The Court also notes that it is clear from the documents, taken as a whole, that Plaza Resort intended to transfer interests in real property to the purchasers and that the purchasers intended to acquire an interest in real property. The purchase contracts clearly evince a sale of the timeshare interests, with title to the unit weeks being free and clear of all encumbrances except taxes and assessments. Title was also transferred in perpetuity, unlike a right to use interest that grants a contractual right to use a vacation facility for a specified number of years. And while the original first mortgage holder was not the issuer of the public offering statement nor the purchase contracts, the lender had to have been aware of the contents, with the public offering statement issued one month after the mortgage was executed. The purchase contracts did not take the form of public deeds nor were they presented for recordation in the Registry of Property, but “we must remember the general principle that the registry does not give or take away rights.” P.R. Prod. Credit Assoc. v. Registrador, 123 D.P.R. 231, 23 P.R. Offic. Trans. 213 ([P.R.] 1989). These documents define the ownership interest of the purchasers; an interest that was acquired through the execution of a private document. See Segarra v. Vda. de Llorens, 99 D.P.R. 60 (P.R. 1970).
For these reasons, the Court concludes that the Laws of Puerto Rico regarding Timeshares and Vacation Clubs and the subordination agreement included in Deed of Mortgage No. 9, safeguard these purchasers and that Scotiabank’s lien is subordinated to their ownership interests.

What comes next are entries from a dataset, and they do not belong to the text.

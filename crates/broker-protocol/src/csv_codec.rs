// crates/broker-protocol/src/csv_codec.rs

//! CSV line codec.
//!
//! One request or reply per line, fields separated by `,` and trimmed.
//! A lone `-` marks an absent optional field. Sides are `B` / `S`,
//! amounts use decimal notation, dates are RFC 3339.
//!
//! Input format (lines → [`Request`]):
//!
//! - Register:      `R, username, password`
//! - Deposit:       `D, actor, customer, amount`
//! - Withdraw:      `W, actor, customer, amount, iban`
//! - New order:     `N, actor, customer, asset, side(B or S), price, size`
//! - List orders:   `O, actor, customer, side|-, asset|-, minDate|-, maxDate|-`
//! - Cancel order:  `X, actor, orderId`
//! - Match order:   `M, actor, orderId`
//! - List balances: `B, actor, customer, asset|-`
//!
//! Output format ([`Reply`] → line):
//!
//! - Success:  `OK, what`
//! - Order:    `ORD, id, customer, asset, side, price, size, status, createdAt`
//! - Balance:  `BAL, customer, asset, size, usableSize`
//! - List end: `END, count`
//! - Error:    `ERR, KIND, message`

use std::str::FromStr;

use broker_core::{ErrorKind, OrderFilter, OrderId, OrderStatus, Side};
use chrono::{DateTime, SecondsFormat, Utc};
use rust_decimal::Decimal;
use thiserror::Error;

use crate::messages::{BalanceLine, OrderLine, Reply, Request};

/// Marker for an absent optional field.
pub const ABSENT: &str = "-";

#[derive(Error, Debug, Clone, PartialEq, Eq)]
pub enum ParseError {
    #[error("unknown command: {0}")]
    UnknownCommand(String),

    #[error("{command} expects {expected} fields, got {got}")]
    FieldCount {
        command: String,
        expected: usize,
        got: usize,
    },

    #[error("invalid {field}: {value:?}")]
    InvalidField { field: &'static str, value: String },
}

/// Parse a single request line.
///
/// Returns `Ok(None)` for blank lines and comments (starting with `#`).
pub fn parse_request_line(line: &str) -> Result<Option<Request>, ParseError> {
    let trimmed = line.trim();
    if trimmed.is_empty() || trimmed.starts_with('#') {
        return Ok(None);
    }

    let tokens = split_and_trim(trimmed, ',');
    let request = match tokens[0].as_str() {
        "R" => {
            expect_fields(&tokens, 3)?;
            Request::Register {
                username: required(&tokens[1], "username")?,
                password: required(&tokens[2], "password")?,
            }
        }
        "D" => {
            expect_fields(&tokens, 4)?;
            Request::Deposit {
                actor: required(&tokens[1], "actor")?,
                customer: required(&tokens[2], "customer")?,
                amount: parse_decimal(&tokens[3], "amount")?,
            }
        }
        "W" => {
            expect_fields(&tokens, 5)?;
            Request::Withdraw {
                actor: required(&tokens[1], "actor")?,
                customer: required(&tokens[2], "customer")?,
                amount: parse_decimal(&tokens[3], "amount")?,
                iban: required(&tokens[4], "iban")?,
            }
        }
        "N" => {
            expect_fields(&tokens, 7)?;
            Request::CreateOrder {
                actor: required(&tokens[1], "actor")?,
                customer: required(&tokens[2], "customer")?,
                asset: required(&tokens[3], "asset")?,
                side: parse_side(&tokens[4])?,
                price: parse_decimal(&tokens[5], "price")?,
                size: parse_decimal(&tokens[6], "size")?,
            }
        }
        "O" => {
            expect_fields(&tokens, 7)?;
            Request::ListOrders {
                actor: required(&tokens[1], "actor")?,
                customer: required(&tokens[2], "customer")?,
                filter: OrderFilter {
                    side: optional(&tokens[3]).map(parse_side).transpose()?,
                    asset_name: optional(&tokens[4]).map(str::to_string),
                    min_date: optional(&tokens[5])
                        .map(|s| parse_date(s, "minDate"))
                        .transpose()?,
                    max_date: optional(&tokens[6])
                        .map(|s| parse_date(s, "maxDate"))
                        .transpose()?,
                },
            }
        }
        "X" => {
            expect_fields(&tokens, 3)?;
            Request::CancelOrder {
                actor: required(&tokens[1], "actor")?,
                order_id: parse_order_id(&tokens[2])?,
            }
        }
        "M" => {
            expect_fields(&tokens, 3)?;
            Request::MatchOrder {
                actor: required(&tokens[1], "actor")?,
                order_id: parse_order_id(&tokens[2])?,
            }
        }
        "B" => {
            expect_fields(&tokens, 4)?;
            Request::ListBalances {
                actor: required(&tokens[1], "actor")?,
                customer: required(&tokens[2], "customer")?,
                asset: optional(&tokens[3]).map(str::to_string),
            }
        }
        other => return Err(ParseError::UnknownCommand(other.to_string())),
    };
    Ok(Some(request))
}

/// Format a request as a line (used by clients and tools).
pub fn format_request(req: &Request) -> String {
    match req {
        Request::Register { username, password } => format!("R, {}, {}", username, password),
        Request::Deposit {
            actor,
            customer,
            amount,
        } => format!("D, {}, {}, {}", actor, customer, amount),
        Request::Withdraw {
            actor,
            customer,
            amount,
            iban,
        } => format!("W, {}, {}, {}, {}", actor, customer, amount, iban),
        Request::CreateOrder {
            actor,
            customer,
            asset,
            side,
            price,
            size,
        } => format!(
            "N, {}, {}, {}, {}, {}, {}",
            actor,
            customer,
            asset,
            side.as_char(),
            price,
            size
        ),
        Request::ListOrders {
            actor,
            customer,
            filter,
        } => format!(
            "O, {}, {}, {}, {}, {}, {}",
            actor,
            customer,
            filter
                .side
                .map_or(ABSENT.to_string(), |s| s.as_char().to_string()),
            filter.asset_name.as_deref().unwrap_or(ABSENT),
            filter.min_date.map_or(ABSENT.to_string(), format_date),
            filter.max_date.map_or(ABSENT.to_string(), format_date),
        ),
        Request::CancelOrder { actor, order_id } => format!("X, {}, {}", actor, order_id),
        Request::MatchOrder { actor, order_id } => format!("M, {}, {}", actor, order_id),
        Request::ListBalances {
            actor,
            customer,
            asset,
        } => format!(
            "B, {}, {}, {}",
            actor,
            customer,
            asset.as_deref().unwrap_or(ABSENT)
        ),
    }
}

/// Format a reply as a line.
pub fn format_reply(reply: &Reply) -> String {
    match reply {
        Reply::Ok(what) => format!("OK, {}", what),
        Reply::Order(o) => format!(
            "ORD, {}, {}, {}, {}, {}, {}, {}, {}",
            o.id,
            o.customer,
            o.asset,
            o.side.as_char(),
            o.price.normalize(),
            o.size.normalize(),
            o.status,
            format_date(o.created_at)
        ),
        Reply::Balance(b) => format!(
            "BAL, {}, {}, {}, {}",
            b.customer,
            b.asset,
            b.size.normalize(),
            b.usable_size.normalize()
        ),
        Reply::End(count) => format!("END, {}", count),
        Reply::Error { kind, message } => format!("ERR, {}, {}", kind.code(), message),
    }
}

/// Parse a reply line (used by clients and tests).
pub fn parse_reply_line(line: &str) -> Result<Reply, ParseError> {
    let trimmed = line.trim();

    // Error messages may themselves contain commas.
    if let Some(rest) = trimmed.strip_prefix("ERR,") {
        let mut parts = rest.splitn(2, ',');
        let code = parts.next().unwrap_or_default().trim();
        let kind = ErrorKind::from_code(code).ok_or_else(|| ParseError::InvalidField {
            field: "error kind",
            value: code.to_string(),
        })?;
        let message = parts.next().unwrap_or_default().trim().to_string();
        return Ok(Reply::Error { kind, message });
    }

    let tokens = split_and_trim(trimmed, ',');
    match tokens[0].as_str() {
        "OK" => {
            expect_fields(&tokens, 2)?;
            Ok(Reply::Ok(tokens[1].clone()))
        }
        "ORD" => {
            expect_fields(&tokens, 9)?;
            Ok(Reply::Order(OrderLine {
                id: parse_order_id(&tokens[1])?,
                customer: tokens[2].clone(),
                asset: tokens[3].clone(),
                side: parse_side(&tokens[4])?,
                price: parse_decimal(&tokens[5], "price")?,
                size: parse_decimal(&tokens[6], "size")?,
                status: OrderStatus::parse(&tokens[7]).ok_or_else(|| {
                    ParseError::InvalidField {
                        field: "status",
                        value: tokens[7].clone(),
                    }
                })?,
                created_at: parse_date(&tokens[8], "createdAt")?,
            }))
        }
        "BAL" => {
            expect_fields(&tokens, 5)?;
            Ok(Reply::Balance(BalanceLine {
                customer: tokens[1].clone(),
                asset: tokens[2].clone(),
                size: parse_decimal(&tokens[3], "size")?,
                usable_size: parse_decimal(&tokens[4], "usableSize")?,
            }))
        }
        "END" => {
            expect_fields(&tokens, 2)?;
            let count = tokens[1].parse::<usize>().map_err(|_| ParseError::InvalidField {
                field: "count",
                value: tokens[1].clone(),
            })?;
            Ok(Reply::End(count))
        }
        other => Err(ParseError::UnknownCommand(other.to_string())),
    }
}

// -----------------------------------------------------------------------------
// Helpers
// -----------------------------------------------------------------------------

fn split_and_trim(s: &str, delimiter: char) -> Vec<String> {
    s.split(delimiter)
        .map(|tok| tok.trim().to_string())
        .collect()
}

fn expect_fields(tokens: &[String], expected: usize) -> Result<(), ParseError> {
    if tokens.len() == expected {
        Ok(())
    } else {
        Err(ParseError::FieldCount {
            command: tokens[0].clone(),
            expected,
            got: tokens.len(),
        })
    }
}

fn required(token: &str, field: &'static str) -> Result<String, ParseError> {
    if token.is_empty() || token == ABSENT {
        Err(ParseError::InvalidField {
            field,
            value: token.to_string(),
        })
    } else {
        Ok(token.to_string())
    }
}

fn optional(token: &str) -> Option<&str> {
    if token.is_empty() || token == ABSENT {
        None
    } else {
        Some(token)
    }
}

fn parse_side(token: &str) -> Result<Side, ParseError> {
    let mut chars = token.chars();
    match (chars.next().and_then(Side::from_char), chars.next()) {
        (Some(side), None) => Ok(side),
        _ => Err(ParseError::InvalidField {
            field: "side",
            value: token.to_string(),
        }),
    }
}

fn parse_decimal(token: &str, field: &'static str) -> Result<Decimal, ParseError> {
    Decimal::from_str(token).map_err(|_| ParseError::InvalidField {
        field,
        value: token.to_string(),
    })
}

fn parse_order_id(token: &str) -> Result<OrderId, ParseError> {
    token
        .parse::<u64>()
        .map(OrderId)
        .map_err(|_| ParseError::InvalidField {
            field: "orderId",
            value: token.to_string(),
        })
}

fn parse_date(token: &str, field: &'static str) -> Result<DateTime<Utc>, ParseError> {
    DateTime::parse_from_rfc3339(token)
        .map(|d| d.with_timezone(&Utc))
        .map_err(|_| ParseError::InvalidField {
            field,
            value: token.to_string(),
        })
}

fn format_date(date: DateTime<Utc>) -> String {
    date.to_rfc3339_opts(SecondsFormat::AutoSi, true)
}
//! Balance records ("assets").
//!
//! An [`Asset`] is one customer's holding of one named instrument,
//! cash included. Two quantities are tracked:
//!
//! - `size`: everything the customer owns,
//! - `usable_size`: the part of `size` not held against a pending order.
//!
//! Invariant: `0 <= usable_size <= size`. The mutators below check
//! their business preconditions and return an error when they fail;
//! once a mutation has been applied the invariant is asserted, so a
//! violation panics instead of being persisted.

use std::fmt;

use rust_decimal::Decimal;

use crate::error::{BrokerError, BrokerResult};
use crate::ids::CustomerId;

/// Key of a balance record. Ordered by customer id, then asset name;
/// this order is the global lock-acquisition order.
#[derive(Debug, Clone, PartialEq, Eq, PartialOrd, Ord, Hash)]
pub struct AssetKey {
    pub customer_id: CustomerId,
    pub asset_name: String,
}

impl AssetKey {
    pub fn new(customer_id: CustomerId, asset_name: impl Into<String>) -> Self {
        AssetKey {
            customer_id,
            asset_name: asset_name.into(),
        }
    }
}

impl fmt::Display for AssetKey {
    fn fmt(&self, f: &mut fmt::Formatter<'_>) -> fmt::Result {
        write!(f, "{}/{}", self.customer_id, self.asset_name)
    }
}

/// A balance record.
#[derive(Debug, Clone, PartialEq, Eq)]
pub struct Asset {
    pub key: AssetKey,
    pub size: Decimal,
    pub usable_size: Decimal,

    /// Version of the stored record this snapshot was read from.
    /// `0` means "not stored yet"; the store bumps it on every commit.
    pub version: u64,
}

impl Asset {
    /// A fresh, empty record. Records are created lazily with zero
    /// balances on first deposit or first incoming settlement.
    pub fn empty(key: AssetKey) -> Self {
        Asset {
            key,
            size: Decimal::ZERO,
            usable_size: Decimal::ZERO,
            version: 0,
        }
    }

    pub fn customer_id(&self) -> CustomerId {
        self.key.customer_id
    }

    pub fn name(&self) -> &str {
        &self.key.asset_name
    }

    /// `0 <= usable_size <= size`.
    pub fn check_invariant(&self) -> bool {
        self.usable_size >= Decimal::ZERO && self.usable_size <= self.size
    }

    /// Quantity currently held against pending orders.
    pub fn reserved(&self) -> Decimal {
        self.size - self.usable_size
    }

    /// Increase both `size` and `usable_size`. A credit that would not
    /// fit in a `Decimal` is rejected and leaves the record unchanged.
    pub fn credit(&mut self, amount: Decimal) -> BrokerResult<()> {
        assert!(amount > Decimal::ZERO, "credit amount must be positive");
        let overflow = || {
            BrokerError::invalid(format!(
                "credit of {} to {} exceeds the representable balance",
                amount, self.key
            ))
        };
        let size = self.size.checked_add(amount).ok_or_else(overflow)?;
        let usable_size = self.usable_size.checked_add(amount).ok_or_else(overflow)?;
        self.size = size;
        self.usable_size = usable_size;
        self.assert_invariant("credit");
        Ok(())
    }

    /// Decrease both `size` and `usable_size`; fails unless
    /// `usable_size >= amount`.
    pub fn debit(&mut self, amount: Decimal) -> BrokerResult<()> {
        if self.usable_size < amount {
            return Err(BrokerError::insufficient(
                self.name(),
                amount,
                self.usable_size,
            ));
        }
        self.size -= amount;
        self.usable_size -= amount;
        self.assert_invariant("debit");
        Ok(())
    }

    /// Hold `amount` against a pending order: `usable_size` only.
    pub fn reserve(&mut self, amount: Decimal) -> BrokerResult<()> {
        if self.usable_size < amount {
            return Err(BrokerError::insufficient(
                self.name(),
                amount,
                self.usable_size,
            ));
        }
        self.usable_size -= amount;
        self.assert_invariant("reserve");
        Ok(())
    }

    /// Inverse of [`Asset::reserve`].
    ///
    /// # Panics
    /// Panics if the release would push `usable_size` above `size`:
    /// that amount was never reserved.
    pub fn release(&mut self, amount: Decimal) {
        assert!(
            self.usable_size + amount <= self.size,
            "release of {} on {} exceeds reserved {}",
            amount,
            self.key,
            self.reserved()
        );
        self.usable_size += amount;
        self.assert_invariant("release");
    }

    /// Remove a previously reserved `amount` permanently: `size` drops,
    /// `usable_size` is untouched because the hold already excluded it.
    ///
    /// The check is against total `size`; failing it means the ledger
    /// and the order store disagree about what was reserved.
    pub fn consume_reserved(&mut self, amount: Decimal) -> BrokerResult<()> {
        if self.size < amount {
            return Err(BrokerError::insufficient(self.name(), amount, self.size));
        }
        self.size -= amount;
        // A held amount is always part of size - usable_size; if not,
        // usable_size would now exceed size.
        self.assert_invariant("consume_reserved");
        Ok(())
    }

    fn assert_invariant(&self, op: &str) {
        assert!(
            self.check_invariant(),
            "asset invariant violated after {}: {} size={} usable={}",
            op,
            self.key,
            self.size,
            self.usable_size
        );
    }
}

#[cfg(test)]
mod tests {
    use super::*;
    use rust_decimal_macros::dec;

    fn cash(size: Decimal, usable: Decimal) -> Asset {
        Asset {
            key: AssetKey::new(CustomerId(1), "TRY"),
            size,
            usable_size: usable,
            version: 1,
        }
    }

    #[test]
    fn reserve_keeps_size() {
        let mut a = cash(dec!(1000), dec!(1000));
        a.reserve(dec!(50)).unwrap();
        assert_eq!(a.size, dec!(1000));
        assert_eq!(a.usable_size, dec!(950));
        assert_eq!(a.reserved(), dec!(50));
    }

    #[test]
    fn reserve_beyond_usable_is_rejected_without_change() {
        let mut a = cash(dec!(1000), dec!(100));
        let before = a.clone();
        let err = a.reserve(dec!(100.01)).unwrap_err();
        assert!(matches!(err, BrokerError::InsufficientBalance { .. }));
        assert_eq!(a, before);
    }

    #[test]
    fn credit_past_decimal_range_is_rejected_without_change() {
        let mut a = cash(Decimal::MAX, Decimal::MAX);
        let before = a.clone();
        let err = a.credit(dec!(1)).unwrap_err();
        assert!(matches!(err, BrokerError::InvalidArgument(_)));
        assert_eq!(a, before);
    }

    #[test]
    fn debit_checks_usable_not_total() {
        let mut a = cash(dec!(1000), dec!(400));
        assert!(a.debit(dec!(500)).is_err());
        a.debit(dec!(400)).unwrap();
        assert_eq!(a.size, dec!(600));
        assert_eq!(a.usable_size, dec!(0));
    }

    #[test]
    fn consume_reserved_removes_from_total_only() {
        let mut a = cash(dec!(1000), dec!(1000));
        a.reserve(dec!(50)).unwrap();
        a.consume_reserved(dec!(50)).unwrap();
        assert_eq!(a.size, dec!(950));
        assert_eq!(a.usable_size, dec!(950));
    }

    #[test]
    #[should_panic(expected = "exceeds reserved")]
    fn release_more_than_reserved_panics() {
        let mut a = cash(dec!(1000), dec!(990));
        a.release(dec!(20));
    }

    #[test]
    #[should_panic(expected = "invariant violated")]
    fn consuming_unreserved_quantity_panics() {
        let mut a = cash(dec!(1000), dec!(1000));
        let _ = a.consume_reserved(dec!(10));
    }
}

After Scotiabank filed a motion for final judgment and a Rule 54(b) certification, on July 20, 2011, the bankruptcy court entered a Final Judgment (“the Judgment”) which stated: “Judgment is hereby entered in favor of all remaining defendants and the complaint dismissed for the reasons stated in the Decision and Order of even date [(“the July 20 Opinion”)], which is incorporated and made part of this judgment.” In the July 20 Opinion, the court vacated all of the defaults previously entered, reasoning that: (1) “a default is not an absolute confession of liability;” and (2) it had already determined in the May 2011 Opinion that “Scotiabank’s lien [was] subordinated to the ownership interests of all defendants.” The court also noted:
This is an unusual case in that Scotiabank, while denying that the defendants have an ownership interest or secured claims against the time-share units, admits that the defendants have the right to use and occupancy in perpetuity. The [D]ebtor[’]s plan of reorganization, however, is premised on the purchase and reconstruction of the [D]ebtor’s realty into a 51-room hotel for medical tourism
which wil preclude the defendants from having any rights against the property, if it is determined on appeal that Scotiabank’s lien is not subordinated to the ownership interests of the defendants or in the concurrent appeal, that their claims are not secured. Moreover, the Court has already entered judgment in favor of two of the defendants. Under these circumstances, the Court concludes that not only can default judgment not enter against the remaining defendants, as the Court has already rejected the allegations of the complaint, but that all defendants are entitled to judgment as a matter of law. Any other result would indefinitely delay final resolution of this adversary proceeding and hamper the [D]ebtor’s reorganization efforts.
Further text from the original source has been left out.